You can get some good group deals here.


----------



## hardline (Oct 19, 2008)

brooklynski said:


> also curious why u think i should try a day trip instead?



sorta try the water before you commit to a full on trip. you could do one of the areas in the catskills as a day trip take a lesson then when you go to vt you will enjoy you on snow experiance more. that is if you event like it which i hope you do.


----------



## GrilledSteezeSandwich (Oct 19, 2008)

If you have never skied..I don't see the need to go 6 hours..maybe try Hidden Valley in NJ for a beginner mountain..


----------



## hardline (Oct 19, 2008)

GrilledSteezeSandwich said:


> If you have never skied..I don't see the need to go 6 hours..maybe try Hidden Valley in NJ for a beginner mountain..



don't know why, but i find it funny you suggesting a mountain in nj but you might be right HV might be a good idea.


----------



## BeanoNYC (Oct 19, 2008)

hardline said:


> sorta try the water before you commit to a full on trip. you could do one of the areas in the catskills as a day trip take a lesson then when you go to vt you will enjoy you on snow experiance more. that is if you event like it which i hope you do.



Here's where I disagree.  I would rather him have the "entire" ski experience from a day on the slopes, to apres ski, to cozying up by the fireplace at a condo then back out for the nightlife.  This way if it's a bad day on the slopes all is not lost.  
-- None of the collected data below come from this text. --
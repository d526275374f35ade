//! API error handling: the sole place `RedactorError` is turned into an
//! HTTP status code. Grounded on the teacher's `api/error.rs`.

use axum::{
    Json,
    http::StatusCode,
    response::{IntoResponse, Response},
};
use serde::Serialize;

use crate::error::RedactorError;

#[derive(Debug, Clone, Serialize)]
pub struct ErrorResponse {
    pub error_kind: String,
    pub message: String,
    pub status_code: u16,
}

#[derive(Debug)]
pub struct ApiError {
    pub status: StatusCode,
    pub body: ErrorResponse,
}

impl ApiError {
    pub fn new(status: StatusCode, error: RedactorError) -> Self {
        let error_kind = match &error {
            RedactorError::NotFound(_) => "NotFound",
            RedactorError::InvalidInput(_) => "InvalidInput",
            RedactorError::PresetProtected(_) => "PresetProtected",
            RedactorError::UpstreamUnavailable(_) => "UpstreamUnavailable",
            RedactorError::ParseError(_) => "ParseError",
            RedactorError::DeadlineExceeded(_) => "DeadlineExceeded",
            RedactorError::Internal(_) => "Internal",
        };
        Self {
            status,
            body: ErrorResponse { error_kind: error_kind.to_string(), message: error.to_string(), status_code: status.as_u16() },
        }
    }
}

impl IntoResponse for ApiError {
    fn into_response(self) -> Response {
        (self.status, Json(self.body)).into_response()
    }
}

/// `NotFound`->404, `InvalidInput`/`PresetProtected`->400, `UpstreamUnavailable`->502,
/// `ParseError`->422 (following the teacher's `Parsing`->422 precedent: it means
/// "upstream returned something we couldn't parse", not a caller mistake),
/// `DeadlineExceeded`->504, `Internal`->500.
impl From<RedactorError> for ApiError {
    fn from(error: RedactorError) -> Self {
        let status = match &error {
            RedactorError::NotFound(_) => StatusCode::NOT_FOUND,
            RedactorError::InvalidInput(_) | RedactorError::PresetProtected(_) => StatusCode::BAD_REQUEST,
            RedactorError::UpstreamUnavailable(_) => StatusCode::BAD_GATEWAY,
            RedactorError::ParseError(_) => StatusCode::UNPROCESSABLE_ENTITY,
            RedactorError::DeadlineExceeded(_) => StatusCode::GATEWAY_TIMEOUT,
            RedactorError::Internal(_) => StatusCode::INTERNAL_SERVER_ERROR,
        };
        Self::new(status, error)
    }
}

#[cfg(test)]
mod tests {
    use super::*;

    #[test]
    fn test_not_found_maps_to_404() {
        let api_err: ApiError = RedactorError::not_found("x").into();
        assert_eq!(api_err.status, StatusCode::NOT_FOUND);
    }

    #[test]
    fn test_parse_error_maps_to_422_not_400() {
        let api_err: ApiError = RedactorError::parse_error("bad json").into();
        assert_eq!(api_err.status, StatusCode::UNPROCESSABLE_ENTITY);
    }

    #[test]
    fn test_upstream_unavailable_maps_to_502() {
        let api_err: ApiError = RedactorError::upstream_unavailable("down").into();
        assert_eq!(api_err.status, StatusCode::BAD_GATEWAY);
    }
}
GrilledSteezeSandwich said:


> If you have never skied..I don't see the need to go 6 hours..maybe try Hidden Valley in NJ for a beginner mountain..
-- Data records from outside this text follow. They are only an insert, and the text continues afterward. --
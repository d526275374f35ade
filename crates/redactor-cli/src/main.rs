//! Command-line interface for the redactor PII detection and redaction engine.
//!
//! One subcommand, `redact`: reads a text file, runs the hybrid text
//! detection pipeline, resolves replacements, and writes the redacted text
//! plus a JSON entity-mapping file alongside it. File-type dispatch for
//! scans/images is left to the `redactor` library's public API, not
//! duplicated here -- this binary exercises the text pipeline end to end.

#![deny(unsafe_code)]

use std::path::{Path, PathBuf};

use anyhow::{Context, Result};
use clap::{Parser, Subcommand};
use redactor::core::TaxonomyStore;
use redactor::ner::TextNerClient;
use redactor::taxonomy::TaxonomyRegistry;
use redactor::text_detector::{self, NerMode};
use redactor::types::{CorefTable, ReplacementMode};

/// Redactor PII detection and redaction CLI.
#[derive(Parser)]
#[command(name = "redactor")]
#[command(version, about, long_about = None)]
struct Cli {
    #[command(subcommand)]
    command: Commands,
}

#[derive(Subcommand)]
enum Commands {
    /// Redact PII from a text document.
    Redact {
        /// Path to the input text file.
        input: PathBuf,

        /// Path to write the redacted text to.
        output: PathBuf,

        /// Replacement mode: smart, mask, structured, or custom.
        #[arg(short, long, default_value = "smart")]
        mode: ModeArg,

        /// Path to a persisted taxonomy JSON file. Falls back to built-in presets if absent.
        #[arg(long)]
        taxonomy: Option<PathBuf>,

        /// Base URL of the text-NER model's chat-completion endpoint.
        #[arg(long, default_value = "http://localhost:8080")]
        ner_url: String,
    },

    /// Start the HTTP API server.
    #[cfg(feature = "api")]
    Serve {
        #[arg(short = 'H', long, default_value = "127.0.0.1")]
        host: String,

        #[arg(short, long, default_value_t = 8000)]
        port: u16,

        #[arg(long)]
        taxonomy: Option<PathBuf>,

        #[arg(long, default_value = "http://localhost:8080")]
        ner_url: String,

        #[arg(long, default_value = "http://localhost:8081")]
        ocr_url: String,

        #[arg(long, default_value = "http://localhost:8082")]
        vlm_url: String,
    },
}

#[derive(Clone, Copy, Debug, PartialEq, Eq)]
enum ModeArg {
    Smart,
    Mask,
    Structured,
    Custom,
}

impl std::str::FromStr for ModeArg {
    type Err = String;

    fn from_str(s: &str) -> std::result::Result<Self, Self::Err> {
        match s.to_lowercase().as_str() {
            "smart" => Ok(ModeArg::Smart),
            "mask" => Ok(ModeArg::Mask),
            "structured" => Ok(ModeArg::Structured),
            "custom" => Ok(ModeArg::Custom),
            _ => Err(format!("invalid mode: {s}. use 'smart', 'mask', 'structured', or 'custom'")),
        }
    }
}

impl From<ModeArg> for ReplacementMode {
    fn from(arg: ModeArg) -> Self {
        match arg {
            ModeArg::Smart => ReplacementMode::Smart,
            ModeArg::Mask => ReplacementMode::Mask,
            ModeArg::Structured => ReplacementMode::Structured,
            ModeArg::Custom => ReplacementMode::Custom,
        }
    }
}

fn validate_file_exists(path: &Path) -> Result<()> {
    if !path.exists() {
        anyhow::bail!("file not found: '{}'", path.display());
    }
    if !path.is_file() {
        anyhow::bail!("not a regular file: '{}'", path.display());
    }
    Ok(())
}

fn load_taxonomy(path: Option<PathBuf>) -> TaxonomyRegistry {
    match path {
        Some(path) => (*TaxonomyStore::load(path).snapshot()).clone(),
        None => TaxonomyRegistry::with_presets(),
    }
}

/// Sorts replacements by descending needle length so a longer mention claims
/// its span before a shorter one that happens to be its substring.
fn apply_entity_map(text: &str, entity_map: &std::collections::HashMap<String, String>) -> String {
    let mut needles: Vec<&String> = entity_map.keys().collect();
    needles.sort_by_key(|b| std::cmp::Reverse(b.chars().count()));

    let mut out = text.to_string();
    for needle in needles {
        if needle.is_empty() {
            continue;
        }
        out = out.replace(needle.as_str(), &entity_map[needle]);
    }
    out
}

#[tokio::main]
async fn main() -> Result<()> {
    let _ = tracing_subscriber::fmt()
        .with_env_filter(tracing_subscriber::EnvFilter::try_from_default_env().unwrap_or_else(|_| tracing_subscriber::EnvFilter::new("info")))
        .with_writer(std::io::stderr)
        .try_init();

    let cli = Cli::parse();

    match cli.command {
        Commands::Redact { input, output, mode, taxonomy, ner_url } => {
            validate_file_exists(&input)?;

            let document = std::fs::read_to_string(&input)
                .with_context(|| format!("failed to read input file '{}'", input.display()))?;

            let registry = load_taxonomy(taxonomy);
            let enabled_type_ids: Vec<String> = registry.list(true).into_iter().map(|e| e.id.clone()).collect();
            let ner_client = TextNerClient::new(ner_url);

            let mut coref = CorefTable::new();
            let detection =
                text_detector::detect(&document, &registry, &enabled_type_ids, &ner_client, NerMode::Auto, &mut coref)
                    .await;

            for warning in &detection.warnings {
                tracing::warn!(stage = %warning.stage, message = %warning.message, "detection warning");
            }

            let mut engine = redactor::replacement::ReplacementEngine::new();
            let (entity_map, comparison) =
                engine.resolve_all(&detection.entities, mode.into(), &registry, &mut coref, None);

            let redacted = apply_entity_map(&document, &entity_map);
            std::fs::write(&output, redacted)
                .with_context(|| format!("failed to write output file '{}'", output.display()))?;

            let map_path = output.with_extension("map.json");
            let map_json = serde_json::json!({ "entity_map": entity_map, "comparison": comparison });
            std::fs::write(&map_path, serde_json::to_string_pretty(&map_json)?)
                .with_context(|| format!("failed to write mapping file '{}'", map_path.display()))?;

            println!("redacted {} entities, wrote '{}' and '{}'", comparison.len(), output.display(), map_path.display());
        }

        #[cfg(feature = "api")]
        Commands::Serve { host, port, taxonomy, ner_url, ocr_url, vlm_url } => {
            use std::sync::Arc;

            let taxonomy_store = match taxonomy {
                Some(path) => TaxonomyStore::load(path),
                None => TaxonomyStore::in_memory(),
            };

            let state = redactor::api::AppState {
                taxonomy: Arc::new(taxonomy_store),
                ner_client: Arc::new(TextNerClient::new(ner_url)),
                ocr_client: Arc::new(redactor::ocr::OcrClient::new(ocr_url)),
                vlm_detector: Arc::new(redactor::vlm::VlmDetector::new(vlm_url)),
            };

            println!("starting redactor API server on http://{host}:{port}...");
            redactor::api::serve(&host, port, state)
                .await
                .with_context(|| format!("failed to start API server on {host}:{port}"))?;
        }
    }

    Ok(())
}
If he leaves at the right time he can make Mount Snow in a little over 4 hours.  With the exception of Staten Island, I probably have one of the longest trips from the 5 boros and I've made it to Mount Snow in 3:45.  (Granted, I floored it and took the Mohawk Trail route)


----------



## ta&idaho (Oct 19, 2008)

BeanoNYC said:


> Here's where I disagree.  I would rather him have the "entire" ski experience from a day on the slopes, to apres ski, to cozying up by the fireplace at a condo then back out for the nightlife.  This way if it's a bad day on the slopes all is not lost.
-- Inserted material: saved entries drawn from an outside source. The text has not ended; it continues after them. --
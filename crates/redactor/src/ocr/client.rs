//! Stateless HTTP client for the OCR microservice.
//!
//! Grounded on the source `OCRService`: `GET /health` for liveness,
//! `POST /ocr` with base64-encoded image bytes, returning blocks with unit
//! coordinates. No retries at this layer; the transport times out at a
//! configurable bound and upstream decides policy.

use std::time::Duration;

use base64::Engine;
use serde::Deserialize;

use crate::error::{RedactorError, Result};
use crate::types::OCRTextBlock;

const OCR_DEADLINE: Duration = Duration::from_secs(60);

#[derive(Debug, Deserialize)]
struct OcrBoxResponse {
    text: String,
    x: f32,
    y: f32,
    width: f32,
    height: f32,
    #[serde(default = "default_confidence")]
    confidence: f32,
    #[serde(default = "default_label")]
    label: String,
}

fn default_confidence() -> f32 {
    0.9
}
fn default_label() -> String {
    "text".to_string()
}

#[derive(Debug, Deserialize)]
struct OcrResponse {
    boxes: Vec<OcrBoxResponse>,
}

#[derive(Debug, Deserialize)]
struct HealthResponse {
    #[serde(default)]
    ready: bool,
}

pub struct OcrClient {
    base_url: String,
    http: reqwest::Client,
}

impl OcrClient {
    pub fn new(base_url: impl Into<String>) -> Self {
        Self { base_url: base_url.into().trim_end_matches('/').to_string(), http: reqwest::Client::new() }
    }

    pub async fn is_available(&self) -> bool {
        let url = format!("{}/health", self.base_url);
        match tokio::time::timeout(Duration::from_secs(3), self.http.get(&url).send()).await {
            Ok(Ok(resp)) if resp.status().is_success() => {
                resp.json::<HealthResponse>().await.map(|h| h.ready).unwrap_or(false)
            }
            _ => false,
        }
    }

    /// Extracts text blocks (in unit coordinates, converted to pixel quads
    /// using the caller-supplied image dimensions) from PNG/JPEG bytes.
    pub async fn extract_text_blocks(&self, image_bytes: &[u8], width: f32, height: f32) -> Result<Vec<OCRTextBlock>> {
        if image_bytes.is_empty() {
            return Ok(Vec::new());
        }

        let encoded = base64::engine::general_purpose::STANDARD.encode(image_bytes);
        let url = format!("{}/ocr", self.base_url);
        let body = serde_json::json!({ "image": encoded, "max_new_tokens": 512 });

        let response = tokio::time::timeout(OCR_DEADLINE, self.http.post(&url).json(&body).send())
            .await
            .map_err(|_| RedactorError::deadline_exceeded("OCR call exceeded 60s deadline"))??;

        let response = response.error_for_status()?;
        let parsed: OcrResponse = response.json().await?;

        Ok(parsed
            .boxes
            .into_iter()
            .map(|b| {
                let px_x = b.x * width;
                let px_y = b.y * height;
                let px_w = b.width * width;
                let px_h = b.height * height;
                OCRTextBlock {
                    text: b.text,
                    quad: [(px_x, px_y), (px_x + px_w, px_y), (px_x + px_w, px_y + px_h), (px_x, px_y + px_h)],
                    confidence: b.confidence,
                    label: b.label,
                }
            })
            .collect())
    }
}

#[cfg(test)]
mod tests {
    use super::*;

    #[test]
    fn test_new_trims_trailing_slash() {
        let client = OcrClient::new("http://localhost:8082/");
        assert_eq!(client.base_url, "http://localhost:8082");
    }
}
I agree.  I took some a group of people to Mount Snow, where we stayed in a nice big condo with hot tub, fire place, etc., and the whole group--from the several beginners through the more advanced skiers--had a blast and can't wait to go back.

If you're looking for something a little closer, Windham isn't a bad choice.  Its about 2-2.5 hours from the city, is beginner-friendly and has some cushy amenities, and there are some nice places to stay and eat.



BeanoNYC said:


> If he leaves at the right time he can make Mount Snow in a little over 4 hours.  With the exception of Staten Island, I probably have one of the longest trips from the 5 boros and I've made it to Mount Snow in 3:45.  (Granted, I floored it and took the Mohawk Trail route)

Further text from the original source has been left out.